Binding Site Mapping in Biomolecular Complexes

Biological processes are controlled, on a molecular level, by specific interactions of biomolecules. For the basic understanding of biochemical processes, it is essential to not only determine the structure of a biomolecule by itself, but to also characterize their interactions in biomolecular complexes. Likewise, the identification of binding sites in biomolecular complexes is highly important in the search for pharmacological agents that interact with a target molecule instead of a natural binding partner. There are several experimental approaches for the study of interactions between biomolecules, among them X-ray structure analysis and nuclear magnetic resonance spectroscopy. A relatively new and evolving method for the characterization of biomolecules is modern mass spectrometry.

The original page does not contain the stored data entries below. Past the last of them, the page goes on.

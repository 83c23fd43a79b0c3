//! Iteration Domain Algebra
//!
//! Split/Merge/Reorder/rFactor over tensor domains, plus replay of
//! transformation histories between tensors. The node types themselves
//! (`IterDomain`, `TensorDomain`) live in [`crate::ir`]; this module owns
//! the operations that rewrite them.

mod replay;
mod transform;

pub use replay::{
    apply_replay_to_tv, best_effort_replay, replay_producer_as_consumer, ReplayResult,
};
pub use transform::{const_domain_product, TransformError};
impl ShellView {
    pub fn from_snapshot(snapshot: &SessionSnapshot) -> Self {
        let (primary_label, primary_command) = match snapshot.state {
            ConnectionState::Idle | ConnectionState::Closed => ("Start call", ShellCommand::Start),
            ConnectionState::Connecting => ("Cancel", ShellCommand::Stop),
            ConnectionState::Open => ("End call", ShellCommand::Stop),
        };
        let (mute_label, mute_command) = if snapshot.muted {
            ("Unmute", ShellCommand::SetMuted(false))
        } else {
            ("Mute", ShellCommand::SetMuted(true))
        };
        let (camera_label, camera_command) = if snapshot.camera_enabled {
            ("Camera off", ShellCommand::SetCameraEnabled(false))
        } else {
            ("Camera on", ShellCommand::SetCameraEnabled(true))
        };

        Self {
            primary_label,
            primary_command,
            controls_enabled: snapshot.state == ConnectionState::Open,
            mute_label,
            mute_command,
            camera_label,
            camera_command,
            status_line: snapshot.status.to_string(),
            status_is_error: snapshot.status.is_error(),
            elapsed: snapshot.elapsed_display(),
            live: snapshot.state == ConnectionState::Open,
            show_self_view: snapshot.state == ConnectionState::Open && snapshot.camera_enabled,
        }
    }
}

/// The call window
pub struct UiApp {
    snapshots: watch::Receiver<SessionSnapshot>,
    previews: watch::Receiver<Option<PreviewFrame>>,
    commands: mpsc::UnboundedSender<ShellCommand>,
}

impl UiApp {
    pub fn new(
        snapshots: watch::Receiver<SessionSnapshot>,
        previews: watch::Receiver<Option<PreviewFrame>>,
        commands: mpsc::UnboundedSender<ShellCommand>,
    ) -> Self {
        Self {
            snapshots,
            previews,
            commands,
        }
    }

    fn send(&self, command: ShellCommand) {
        debug!("UI command: {:?}", command);
        if self.commands.send(command).is_err() {
            debug!("Controller is gone; dropping {:?}", command);
        }
    }

    /// Run the window until it is closed. Closing sends `Shutdown`.
    pub fn run(mut self) -> Result<(), Box<dyn std::error::Error>> {
        let config = GlfwConfig {
            window_title: "SpringBloom Live".to_string(),
            size: [WINDOW_WIDTH as u32, WINDOW_HEIGHT as u32],
            transparent_window: Some(false),
            opengl_window: Some(true),
            glfw_callback: Box::new(|glfw: &mut glfw::Glfw| {
                glfw.window_hint(glfw::WindowHint::Resizable(true));
                glfw.window_hint(glfw::WindowHint::Focused(true));
                glfw.window_hint(glfw::WindowHint::DepthBits(Some(0)));
                glfw.window_hint(glfw::WindowHint::StencilBits(Some(0)));
            }),
            window_callback: Box::new(|window| {
                window.set_size_limits(Some(WINDOW_WIDTH as u32), Some(WINDOW_HEIGHT as u32), None, None);
            }),
        };

        let mut backend = GlfwBackend::new(config);
        backend.set_passthrough(false);
        backend.window.set_all_polling(true);
        backend.window.show();

        let gl = unsafe {
            let gl = egui_glow::glow::Context::from_loader_function(|s| backend.window.get_proc_address(s) as *const _);
            Arc::new(gl)
        };
        let mut painter =
            Painter::new(gl, "", None, false).map_err(|e| format!("Failed to create painter: {}", e))?;

        let mut ctx = Context::default();
        configure_style(&mut ctx);
        let mut self_view: Option<egui::TextureHandle> = None;
        info!("Call window open");

        while !backend.window.should_close() {
            backend.glfw.poll_events();
            backend.tick();
            let raw_input = backend.take_raw_input();

            let view = ShellView::from_snapshot(&self.snapshots.borrow());
            if self.previews.has_changed().unwrap_or(false) {
                let preview = self.previews.borrow_and_update().clone();
                update_self_view(&ctx, &mut self_view, preview.as_ref());
            }
            let mut clicked: Option<ShellCommand> = None;

            for event in &raw_input.events {
                match event {
                    egui::Event::Key {
                        key: egui::Key::Escape,
                        pressed: true,
                        ..
                    } => backend.window.set_should_close(true),
                    egui::Event::Key {
                        key: egui::Key::M,
                        pressed: true,
                        modifiers,
                        ..
                    } if modifiers.shift && modifiers.ctrl && view.controls_enabled => {
                        clicked = Some(view.mute_command);
                    }
                    _ => {}
                }
            }

            unsafe {
                use egui_glow::glow::HasContext;
                painter.gl().clear_color(0.98, 0.98, 0.98, 1.0);
                painter.gl().clear(egui_glow::glow::COLOR_BUFFER_BIT);
            }

            let output = ctx.run(raw_input, |ctx| {
                if let Some(command) = draw_call_panel(ctx, &view, self_view.as_ref()) {
                    clicked = Some(command);
                }
            });

            if let Some(command) = clicked {
                self.send(command);
            }

            let clipped_primitives = ctx.tessellate(output.shapes, output.pixels_per_point);
            let (fb_width, fb_height) = backend.window.get_framebuffer_size();
            painter.paint_and_update_textures(
                [fb_width as u32, fb_height as u32],
                output.pixels_per_point,
                &clipped_primitives,
                &output.textures_delta,
            );
            backend.window.swap_buffers();

            // snapshots change at most once a second outside of user input
            std::thread::sleep(Duration::from_millis(16));
        }

        painter.destroy();
        self.send(ShellCommand::Shutdown);
        info!("Call window closed");
        Ok(())
    }
}

/// Upload the latest preview, reusing the texture between frames.
fn update_self_view(ctx: &Context, texture: &mut Option<egui::TextureHandle>, frame: Option<&PreviewFrame>) {
    let Some(frame) = frame else {
        *texture = None;
        return;
    };
    let image = egui::ColorImage::from_rgb([frame.width as usize, frame.height as usize], &frame.pixels);
    match texture {
        Some(handle) => handle.set(image, egui::TextureOptions::LINEAR),
        None => *texture = Some(ctx.load_texture("self-view", image, egui::TextureOptions::LINEAR)),
    }
}

fn draw_call_panel(ctx: &Context, view: &ShellView, self_view: Option<&egui::TextureHandle>) -> Option<ShellCommand> {
    let mut clicked = None;
    let panel = egui::Frame::none()
        .fill(Color32::from_rgb(250, 250, 250))
        .inner_margin(egui::Margin::same(24.0));

    egui::CentralPanel::default().frame(panel).show(ctx, |ui| {
        ui.vertical_centered(|ui| {
            ui.label(RichText::new("SpringBloom").font(FontId::proportional(26.0)).color(INK));
            ui.add_space(4.0);

            let status_color = if view.status_is_error { ALERT } else { INK };
            ui.horizontal(|ui| {
                let dot = if view.live { SUNFLOWER } else { Color32::LIGHT_GRAY };
                let (rect, _) = ui.allocate_exact_size(Vec2::splat(10.0), egui::Sense::hover());
                ui.painter().circle_filled(rect.center(), 5.0, dot);
                ui.label(RichText::new(&view.status_line).font(FontId::proportional(15.0)).color(status_color));
            });

            ui.add_space(16.0);
            ui.label(RichText::new(&view.elapsed).font(FontId::monospace(40.0)).color(INK));
            ui.add_space(16.0);

            if let (true, Some(texture)) = (view.show_self_view, self_view) {
                let size = texture.size_vec2();
                let scaled = size * (SELF_VIEW_WIDTH / size.x.max(1.0));
                ui.add(egui::Image::from_texture(egui::load::SizedTexture::new(texture.id(), scaled)).rounding(8.0));
                ui.label(RichText::new("You").font(FontId::proportional(12.0)).color(INK));
            }
            ui.add_space(8.0);

            ui.horizontal(|ui| {
                let mute = egui::Button::new(RichText::new(view.mute_label).font(FontId::proportional(16.0)))
                    .min_size(Vec2::new(110.0, 40.0));
                if ui.add_enabled(view.controls_enabled, mute).clicked() {
                    clicked = Some(view.mute_command);
                }
                let camera = egui::Button::new(RichText::new(view.camera_label).font(FontId::proportional(16.0)))
                    .min_size(Vec2::new(110.0, 40.0));
                if ui.add_enabled(view.controls_enabled, camera).clicked() {
                    clicked = Some(view.camera_command);
                }
            });

            ui.add_space(16.0);
            let primary_fill = if view.live { ALERT } else { SKY };
            let primary = egui::Button::new(
                RichText::new(view.primary_label)
                    .font(FontId::proportional(18.0))
                    .color(Color32::WHITE),
            )
            .fill(primary_fill)
            .min_size(Vec2::new(232.0, 48.0));
            if ui.add(primary).clicked() {
                clicked = Some(view.primary_command);
            }
        });
    });

    clicked
}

The aim of this project is the realization of two complementary strategies for the identification of binding sites in biomolecular complexes using mass spectrometry methods. Both strategies are based on radical chemistry immediately after complex desolvation. In the first approach, electron transfer induces radical reactions in the intermolecular binding interface region of the complex, resulting in local backbone cleavages of the biomolecule. The analysis of the biomolecule fragments by ultra-high resolution mass spectrometry then identifies the amino acid residues or nucleotides in the binding region, and a direct imprint of the interaction site is obtained. In contrast, the second approach relies on radical chemistry on the exposed complex surface, resulting in stable oxidative modifications for proteins and backbone cleavage for nucleic acids. The mass spectral analysis of the oxidation and cleavage products then identifies the amino acid residues and nucleotides on the complex surface, thereby providing a complementary "negative" imprint of the interaction site of the complex partners. The mass spectrometry approach in both methods has the special advantage that it can use unmodified, non-labeled compounds. Moreover, the use of mass spectrometry makes both methods considerably faster and more sensitive than conventional techniques, and in principle offers the potential for automation. The model systems for the development and validation of both methods include protein- as well as nucleic acid-complexes of major biological significance and topicality.